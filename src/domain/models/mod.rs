// Copyright (c) 2025 Kirky.X
//
// Licensed under the MIT License
// See LICENSE file in the project root for full license information.

/// 领域模型模块
///
/// 该模块定义了爬取运行中流转的核心数据结构：
/// - 分类（category）：分类引用和分页游标
/// - 条目记录（item_record）：单个条目的提取结果和整次运行的结果集
/// - 运行上下文（run_context）：运行ID、时间戳和日志 span
/// - 写入计划（sheet_plan）：一次批量写入表格的完整描述
pub mod category;
pub mod item_record;
pub mod run_context;
pub mod sheet_plan;
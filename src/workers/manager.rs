// Copyright (c) 2025 Kirky.X
//
// Licensed under the MIT License
// See LICENSE file in the project root for full license information.

use crate::workers::worker::JobRunner;
use std::collections::VecDeque;
use std::sync::Arc;
use tokio::task::JoinSet;
use tracing::{debug, error, Instrument};

/// 有界工作池
///
/// 先进先出的任务队列，同时运行的任务数不超过 `concurrency`。
/// 队列为空且没有在途任务时结束
pub struct WorkerPool {
    concurrency: usize,
}

impl WorkerPool {
    pub fn new(concurrency: usize) -> Self {
        Self {
            concurrency: concurrency.max(1),
        }
    }

    pub fn concurrency(&self) -> usize {
        self.concurrency
    }

    /// 执行所有任务直到队列耗尽
    ///
    /// # 参数
    ///
    /// * `runner` - 任务执行器
    /// * `seeds` - 初始任务
    ///
    /// # 返回值
    ///
    /// 完成的任务数量
    pub async fn drain<W>(&self, runner: Arc<W>, seeds: impl IntoIterator<Item = W::Job>) -> usize
    where
        W: JobRunner + 'static,
    {
        let mut queue: VecDeque<W::Job> = seeds.into_iter().collect();
        let mut in_flight = JoinSet::new();
        let mut completed = 0;

        debug!(
            "{} pool starting with {} jobs, concurrency {}",
            runner.name(),
            queue.len(),
            self.concurrency
        );

        loop {
            while in_flight.len() < self.concurrency {
                let Some(job) = queue.pop_front() else {
                    break;
                };
                let runner = Arc::clone(&runner);
                in_flight.spawn(async move { runner.run(job).await }.in_current_span());
            }

            match in_flight.join_next().await {
                Some(Ok(follow_ups)) => {
                    completed += 1;
                    queue.extend(follow_ups);
                }
                Some(Err(e)) => {
                    completed += 1;
                    error!("{} job failed to complete: {}", runner.name(), e);
                }
                None => break,
            }
        }

        debug!("{} pool drained after {} jobs", runner.name(), completed);
        completed
    }
}
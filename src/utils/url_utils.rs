// Copyright (c) 2025 Kirky.X
//
// Licensed under the MIT License
// See LICENSE file in the project root for full license information.

use url::{ParseError, Url};

/// 将可能为相对路径的URL转换为绝对路径URL
pub fn resolve_url(base_url: &Url, path: &str) -> Result<Url, ParseError> {
    base_url.join(path)
}

/// 解析链接并去掉片段标识，便于按URL去重
pub fn canonicalize(base_url: &Url, href: &str) -> Option<Url> {
    let mut url = resolve_url(base_url, href.trim()).ok()?;
    if url.scheme() != "http" && url.scheme() != "https" {
        return None;
    }
    url.set_fragment(None);
    Some(url)
}

/// 在分类URL后追加页码，第一页就是分类URL本身
pub fn page_url(category_url: &Url, page: u32) -> Result<Url, ParseError> {
    if page <= 1 {
        return Ok(category_url.clone());
    }
    Url::parse(&format!("{}{}", category_url, page))
}
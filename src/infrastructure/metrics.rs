// Copyright (c) 2025 Kirky.X
//
// Licensed under the MIT License
// See LICENSE file in the project root for full license information.

use crate::config::settings::MetricsSettings;
use metrics::{counter, describe_counter, describe_gauge};
use metrics_exporter_prometheus::PrometheusBuilder;
use std::net::SocketAddr;
use std::sync::atomic::{AtomicU64, Ordering};
use tracing::{info, warn};

pub const PAGES_FETCHED: &str = "findmini_pages_fetched_total";
pub const ITEMS_EXTRACTED: &str = "findmini_items_extracted_total";
pub const ITEM_FAILURES: &str = "findmini_item_failures_total";
pub const PAGINATION_STOPS: &str = "findmini_pagination_stops_total";
pub const CATEGORIES_TRUNCATED: &str = "findmini_categories_truncated_total";
pub const FETCH_RETRIES: &str = "findmini_fetch_retries_total";
pub const THROTTLE_DELAY: &str = "findmini_throttle_delay_seconds";

/// 初始化指标导出
///
/// 未配置监听地址时只注册指标描述，指标调用退化为空操作
pub fn init_metrics(settings: &MetricsSettings) {
    if let Some(listen_addr) = &settings.listen_addr {
        match listen_addr.parse::<SocketAddr>() {
            Ok(addr) => {
                // Ignore error if address is already in use (for development/testing)
                if let Err(e) = PrometheusBuilder::new().with_http_listener(addr).install() {
                    warn!("Failed to install Prometheus recorder: {}", e);
                } else {
                    info!("Metrics exporter listening on {}", addr);
                }
            }
            Err(e) => warn!("Invalid metrics listen address {}: {}", listen_addr, e),
        }
    }

    describe_counter!(PAGES_FETCHED, "Category pages fetched successfully");
    describe_counter!(ITEMS_EXTRACTED, "Item records extracted");
    describe_counter!(ITEM_FAILURES, "Item pages dropped after fetch failure");
    describe_counter!(PAGINATION_STOPS, "Categories that ended on a 404 page");
    describe_counter!(
        CATEGORIES_TRUNCATED,
        "Categories whose pagination stopped on a non-404 failure"
    );
    describe_counter!(FETCH_RETRIES, "Fetch attempts retried after a transient failure");
    describe_gauge!(THROTTLE_DELAY, "Current adaptive delay between requests");
}

/// 单次爬取运行的统计
#[derive(Debug, Default)]
pub struct CrawlStats {
    categories: AtomicU64,
    pages_fetched: AtomicU64,
    pagination_stops: AtomicU64,
    categories_truncated: AtomicU64,
    items_extracted: AtomicU64,
    item_failures: AtomicU64,
}

/// 统计快照
#[derive(Debug, Clone, Copy, PartialEq, Eq, Default)]
pub struct StatsSnapshot {
    pub categories: u64,
    pub pages_fetched: u64,
    pub pagination_stops: u64,
    pub categories_truncated: u64,
    pub items_extracted: u64,
    pub item_failures: u64,
}

impl CrawlStats {
    pub fn new() -> Self {
        Self::default()
    }

    pub fn record_categories(&self, count: usize) {
        self.categories.fetch_add(count as u64, Ordering::Relaxed);
    }

    pub fn record_page_fetched(&self) {
        self.pages_fetched.fetch_add(1, Ordering::Relaxed);
        counter!(PAGES_FETCHED).increment(1);
    }

    pub fn record_pagination_stop(&self) {
        self.pagination_stops.fetch_add(1, Ordering::Relaxed);
        counter!(PAGINATION_STOPS).increment(1);
    }

    pub fn record_truncation(&self) {
        self.categories_truncated.fetch_add(1, Ordering::Relaxed);
        counter!(CATEGORIES_TRUNCATED).increment(1);
    }

    pub fn record_item(&self) {
        self.items_extracted.fetch_add(1, Ordering::Relaxed);
        counter!(ITEMS_EXTRACTED).increment(1);
    }

    pub fn record_item_failure(&self) {
        self.item_failures.fetch_add(1, Ordering::Relaxed);
        counter!(ITEM_FAILURES).increment(1);
    }

    pub fn snapshot(&self) -> StatsSnapshot {
        StatsSnapshot {
            categories: self.categories.load(Ordering::Relaxed),
            pages_fetched: self.pages_fetched.load(Ordering::Relaxed),
            pagination_stops: self.pagination_stops.load(Ordering::Relaxed),
            categories_truncated: self.categories_truncated.load(Ordering::Relaxed),
            items_extracted: self.items_extracted.load(Ordering::Relaxed),
            item_failures: self.item_failures.load(Ordering::Relaxed),
        }
    }
}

☆ ☆ ☆ ☆ ☆ ☆ ☆

### Activity
Only lines containing the string "install" belong in the answer; find them in the data above and copy them.

### Response to this task
                if let Err(e) = PrometheusBuilder::new().with_http_listener(addr).install() {
                    warn!("Failed to install Prometheus recorder: {}", e);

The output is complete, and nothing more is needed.